Yarıyıl TATİLİ...Tamı tamına 15 gün...Çok uzun ancak bir çırpıda geçen 2 haftacık....Olsun yeter hasreti gidermeye...

Otobüs hareket etti...

Van Gölüne hoşçakal derken penceredeki bakışımızdan, içimizde belli belirsiz bir burukluk oluştu, her ayrılıkta geride bıraktıklarımızı düşlerken...

'' Van-Ankara yolcuları yolculuğumuz yaklaşık 24 saat sürecektir, Hayırlı Yolculuklar'' anonsu ile herkeste bir kıpırtı başladı , yerlerine sanki yeniden yerleşiyormuşcasına....
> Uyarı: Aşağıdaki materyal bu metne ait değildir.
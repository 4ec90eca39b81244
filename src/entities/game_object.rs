use crate::entities::guid::ObjectGuid;
use crate::world::position::Location;
use serde::Deserialize;

#[derive(Debug, Clone, Copy, PartialEq, Eq, Hash, PartialOrd, Ord)]
pub struct GameObjectEntry(pub u32);

// Arachnid Quarter
pub const ARAC_ANUB_DOOR: GameObjectEntry = GameObjectEntry(181126);
pub const ARAC_ANUB_GATE: GameObjectEntry = GameObjectEntry(181195);
pub const ARAC_FAER_WEB: GameObjectEntry = GameObjectEntry(181235);
pub const ARAC_FAER_DOOR: GameObjectEntry = GameObjectEntry(194022);
pub const ARAC_MAEX_INNER_DOOR: GameObjectEntry = GameObjectEntry(181197);
pub const ARAC_MAEX_OUTER_DOOR: GameObjectEntry = GameObjectEntry(181209);

// Plague Quarter
pub const PLAG_NOTH_ENTRY_DOOR: GameObjectEntry = GameObjectEntry(181200);
pub const PLAG_NOTH_EXIT_DOOR: GameObjectEntry = GameObjectEntry(181201);
pub const PLAG_HEIG_ENTRY_DOOR: GameObjectEntry = GameObjectEntry(181202);
pub const PLAG_HEIG_EXIT_DOOR: GameObjectEntry = GameObjectEntry(181203);
pub const PLAG_LOAT_DOOR: GameObjectEntry = GameObjectEntry(181241);

// Military Quarter
pub const MILI_GOTH_ENTRY_GATE: GameObjectEntry = GameObjectEntry(181124);
pub const MILI_GOTH_EXIT_GATE: GameObjectEntry = GameObjectEntry(181125);
pub const MILI_GOTH_COMBAT_GATE: GameObjectEntry = GameObjectEntry(181170);
pub const MILI_HORSEMEN_DOOR: GameObjectEntry = GameObjectEntry(181119);
pub const CHEST_HORSEMEN_NORMAL: GameObjectEntry = GameObjectEntry(181366);
pub const CHEST_HORSEMEN_HEROIC: GameObjectEntry = GameObjectEntry(193426);

// Construct Quarter
pub const CONS_PATCH_EXIT_DOOR: GameObjectEntry = GameObjectEntry(181123);
pub const CONS_GLUTH_EXIT_DOOR: GameObjectEntry = GameObjectEntry(181120);
pub const CONS_THAD_DOOR: GameObjectEntry = GameObjectEntry(181121);
pub const CONS_NOX_TESLA_FEUGEN: GameObjectEntry = GameObjectEntry(181477);
pub const CONS_NOX_TESLA_STALAGG: GameObjectEntry = GameObjectEntry(181478);

// Frostwyrm Lair
pub const KELTHUZAD_WATERFALL_DOOR: GameObjectEntry = GameObjectEntry(181225);
pub const KELTHUZAD_EXIT_DOOR: GameObjectEntry = GameObjectEntry(181228);
pub const KELTHUZAD_TRIGGER: GameObjectEntry = GameObjectEntry(181444);
pub const KELTHUZAD_WINDOW_1: GameObjectEntry = GameObjectEntry(181402);
pub const KELTHUZAD_WINDOW_2: GameObjectEntry = GameObjectEntry(181403);
pub const KELTHUZAD_WINDOW_3: GameObjectEntry = GameObjectEntry(181404);
pub const KELTHUZAD_WINDOW_4: GameObjectEntry = GameObjectEntry(181405);

// Eyes
pub const ARAC_EYE_RAMP: GameObjectEntry = GameObjectEntry(181212);
pub const PLAG_EYE_RAMP: GameObjectEntry = GameObjectEntry(181211);
pub const MILI_EYE_RAMP: GameObjectEntry = GameObjectEntry(181210);
pub const CONS_EYE_RAMP: GameObjectEntry = GameObjectEntry(181213);
pub const ARAC_EYE_BOSS: GameObjectEntry = GameObjectEntry(181233);
pub const PLAG_EYE_BOSS: GameObjectEntry = GameObjectEntry(181231);
pub const MILI_EYE_BOSS: GameObjectEntry = GameObjectEntry(181230);
pub const CONS_EYE_BOSS: GameObjectEntry = GameObjectEntry(181232);

// Portals
pub const ARAC_PORTAL: GameObjectEntry = GameObjectEntry(181575);
pub const PLAG_PORTAL: GameObjectEntry = GameObjectEntry(181577);
pub const MILI_PORTAL: GameObjectEntry = GameObjectEntry(181578);
pub const CONS_PORTAL: GameObjectEntry = GameObjectEntry(181576);

pub const HEIGAN_TRAP_AREAS: usize = 4;

const TRACKED_SINGLE: &[GameObjectEntry] = &[
    ARAC_ANUB_DOOR,
    ARAC_ANUB_GATE,
    ARAC_FAER_WEB,
    ARAC_FAER_DOOR,
    ARAC_MAEX_INNER_DOOR,
    ARAC_MAEX_OUTER_DOOR,
    PLAG_NOTH_ENTRY_DOOR,
    PLAG_NOTH_EXIT_DOOR,
    PLAG_HEIG_ENTRY_DOOR,
    PLAG_HEIG_EXIT_DOOR,
    PLAG_LOAT_DOOR,
    MILI_GOTH_ENTRY_GATE,
    MILI_GOTH_EXIT_GATE,
    MILI_GOTH_COMBAT_GATE,
    MILI_HORSEMEN_DOOR,
    CHEST_HORSEMEN_NORMAL,
    CHEST_HORSEMEN_HEROIC,
    CONS_PATCH_EXIT_DOOR,
    CONS_GLUTH_EXIT_DOOR,
    CONS_THAD_DOOR,
    CONS_NOX_TESLA_FEUGEN,
    CONS_NOX_TESLA_STALAGG,
    KELTHUZAD_WATERFALL_DOOR,
    KELTHUZAD_EXIT_DOOR,
    KELTHUZAD_TRIGGER,
    KELTHUZAD_WINDOW_1,
    KELTHUZAD_WINDOW_2,
    KELTHUZAD_WINDOW_3,
    KELTHUZAD_WINDOW_4,
    ARAC_EYE_RAMP,
    PLAG_EYE_RAMP,
    MILI_EYE_RAMP,
    CONS_EYE_RAMP,
    ARAC_EYE_BOSS,
    PLAG_EYE_BOSS,
    MILI_EYE_BOSS,
    CONS_EYE_BOSS,
    ARAC_PORTAL,
    PLAG_PORTAL,
    MILI_PORTAL,
    CONS_PORTAL,
];

#[derive(Debug, Clone, Copy, PartialEq, Eq, Default, Deserialize)]
#[serde(rename_all = "snake_case")]
pub enum GameObjectType {
    #[default]
    Door,
    Button,
    Chest,
    Trap,
    Generic,
}

#[derive(Debug, Clone, Copy, PartialEq)]
pub struct GameObjectInfo {
    pub guid: ObjectGuid,
    pub entry: GameObjectEntry,
    pub go_type: GameObjectType,
    pub location: Location,
}

impl GameObjectEntry {
    pub fn is_tracked_single(self) -> bool {
        TRACKED_SINGLE.contains(&self)
    }

    /// Heigan's floor is split into four eruption zones; each trap entry
    /// belongs to exactly one of them.
    pub fn heigan_trap_area(self) -> Option<usize> {
        match self.0 {
            181517..=181524 | 181678 => Some(0),
            181510..=181516 | 181525..=181531 | 181533 | 181676 => Some(1),
            181534..=181544 | 181532 | 181677 => Some(2),
            181545..=181552 | 181695 => Some(3),
            _ => None,
        }
    }
}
Artık hava kararmaya başladı....

Yolcular miskinleşti, yavaştan uyku moduna geçiş başlamışken;

''Arkadaşlar....arkadaşlar....''

Felsefe öğretmenimiz Hadi Bey'in gür ve anlamlı sesi uyuklayan yolcuları uyandırdı....

Kulaklar dikildi, başlar yukarı kalktı sanki birşeyleri görmek ister gibi sağa sola oynatıldı, gerneşildi...

Mırıl mırıl sesler kesildi, pür dikkat Hadi Bey'in ağzından çıkacak sözlerin peşine düşüldü...

''Arkadaşlar, bundan sonraki yoculuk süremiz hayli uzun, bu süreyi daha zevkli hale getirmek için, sizden bir isteğim olacak... Arkadaşlar koltuk numarasına göre tek tek kalkıp , şöförün yanına gelip, buradaki mikrofonla şiir, bilmece, fıkra vs...vs...söyleyecek... Söylemek istemeyen para verecek, toplanan paralarla da, mola yerinde elma alıp hep birlikte yiyeceğiz''

Tamam mı?

Tamammmmm......

Koltuk numarası 1...2...3...

Derken sıra bana geliyor... Düşünmeye başladım.... Ne yapsam ki! Söylemesem param gidecek...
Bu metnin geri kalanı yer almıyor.